Ibn Al – Muqaffa berpendapat bahwa peniruan terhadap orang – orang terdahulu menjadi batu penghalang yang besar dalam perkembangan pemakaian ungkap baru. Karena itu dia memilih gaya ungkap yang bagus dan menarik, jelas, mudah dipahami dan gampang disampaikan. Dia menghindarkan diri dari tabiat kasar dan rumit orang – orang arab kuno, kemudian menggantinya dengan bahasa – bahaswa yang mudah, teratur dan jelas. Gaya bahasanya biasa, tetapi mudah dipahami. Dengan cepat, gaya bahasa Ibn Al – Muqaffa diikuti oleh banyak orang dan dipakai dalam dunia sastra oleh para sarjana, penulis di dunia Islam.
Kerena pendidikan Ibn Al – Muqaffa banyak diperoleh dari Persia, dia sendiri sangat condong kepada Persia dan ingin menghidupkan umatnya dengan menyebarkan sastra, politik dan sejarah mereka, maka tidak aneh bila buku – buku Ibn Al – Muqaffa adalah buku yang mula – mula dipengaruhi oleh sastra asing, dengan memperluas makna dan konsepnya.

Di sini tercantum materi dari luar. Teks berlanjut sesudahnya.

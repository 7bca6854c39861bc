//! USB-bulk driver for the ACR122/Touchatag boards (spec §6.2), which speak
//! the same PN53x bulk protocol as `pn53x_usb` but are enumerated under
//! their own driver name so callers can allow-list one without the other.

use crate::device::{Device, DEFAULT_TIMEOUT};
use crate::driver::{DriverOps, ScanType};
use crate::drivers::finish_open;
use crate::error::Result;
use crate::transport::usb::UsbTransport;

const ACR122_DEVICES: &[(u16, u16, &str)] = &[(0x072F, 0x2200, "ACR122"), (0x072F, 0x90CC, "Touchatag")];

pub struct Acr122UsbDriver;

impl DriverOps for Acr122UsbDriver {
    fn name(&self) -> &'static str {
        "acr122_usb"
    }

    fn scan_type(&self) -> ScanType {
        ScanType::NotIntrusive
    }

    fn scan(&self) -> Vec<String> {
        UsbTransport::scan_filtered(ACR122_DEVICES)
    }

    fn open(&self, specifier: &str, _baudrate: Option<u32>) -> Result<Device> {
        let transport = UsbTransport::open(specifier)?;
        let (transport, chip) = finish_open(Box::new(transport), DEFAULT_TIMEOUT)?;
        let connstring = format!("acr122_usb:{specifier}");
        Ok(Device::new(connstring, "ACR122 (USB)".to_string(), transport, chip))
    }
}
//! Connection-string grammar: `driver_name[:device_specifier[:baudrate]]`
//! (spec §4.2, §6.3).
//!
//! The trailing `:baudrate` segment is only ever numeric, so it is
//! distinguished from a specifier that itself contains a colon (USB's
//! `bus:device-index` form) by attempting to parse it as an integer first.

#[derive(Debug, Clone, Copy, PartialEq, Eq)]
pub struct ConnString<'a> {
    pub driver: &'a str,
    pub specifier: Option<&'a str>,
    pub baudrate: Option<u32>,
}

/// Parses `connstring` per spec §4.2/§6.3. Never fails: an unparseable or
/// driver-only string simply yields `specifier: None`.
pub fn parse(connstring: &str) -> ConnString<'_> {
    let Some((driver, rest)) = connstring.split_once(':') else {
        return ConnString {
            driver: connstring,
            specifier: None,
            baudrate: None,
        };
    };
    if rest.is_empty() {
        return ConnString { driver, specifier: None, baudrate: None };
    }

    if let Some((head, tail)) = rest.rsplit_once(':') {
        if let Ok(baud) = tail.parse::<u32>() {
            return ConnString {
                driver,
                specifier: Some(head),
                baudrate: Some(baud),
            };
        }
    }

    ConnString {
        driver,
        specifier: Some(rest),
        baudrate: None,
    }
}

#[cfg(test)]
mod tests {
    use super::*;

    #[test]
    fn uart_connstring_splits_specifier_and_baud() {
        let c = parse("pn532_uart:/dev/ttyUSB0:115200");
        assert_eq!(c.driver, "pn532_uart");
        assert_eq!(c.specifier, Some("/dev/ttyUSB0"));
        assert_eq!(c.baudrate, Some(115200));
    }

    #[test]
    fn i2c_connstring_has_no_baud() {
        let c = parse("pn532_i2c:/dev/i2c-1");
        assert_eq!(c.driver, "pn532_i2c");
        assert_eq!(c.specifier, Some("/dev/i2c-1"));
        assert_eq!(c.baudrate, None);
    }

    #[test]
    fn usb_connstring_keeps_bus_and_device_together() {
        // "dev" is not numeric, so the whole tail is the specifier rather
        // than being mistaken for a baud rate.
        let c = parse("acr122_usb:bus:dev");
        assert_eq!(c.specifier, Some("bus:dev"));
        assert_eq!(c.baudrate, None);
    }

    #[test]
    fn pcsc_reader_name_with_spaces_is_kept_whole() {
        let c = parse("pcsc:ACS ACR122U 00 00");
        assert_eq!(c.driver, "pcsc");
        assert_eq!(c.specifier, Some("ACS ACR122U 00 00"));
    }

    #[test]
    fn driver_only_connstring_has_no_specifier() {
        let c = parse("pn53x_usb");
        assert_eq!(c.driver, "pn53x_usb");
        assert_eq!(c.specifier, None);
    }
}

Dia banyak menerjemahkan buku dari bahasa Persia kedalam bahasa Arab. Oleh karena itu, dapat dikatakan bahwa dialah yang pertama kali menyerukan penyatuan pemikiran yang tumbuh dari kerja sama, tanggung jawab, dan saling pengertian antar generasi, lintas waktu, diantara umat timur yang bermacam – macam. Hal yang sama kemudian direalisasikan oleh peradaban Islam dengan sangat baik setelah dia tiada yaitu, ketika peradaban Islam mulai hidup, kuat, dan sangat berpengaruh dalam kehidupan berbagai umat dan bangsa.
Keelokan hasil terjemahannya dapat dikatakan belum pernah ada pada jaman sebelum ataupun sesudahnya yang mampu menerjemahkan karya sastra kedalam bahasa Arab, yang tidak sama sekali bahwa karya sastra itu berasal dari bahasa Asing. Karya terjemahannya pertanda bahwa kedalaman bahasa Arab mudah dicerna dan enak dibaca.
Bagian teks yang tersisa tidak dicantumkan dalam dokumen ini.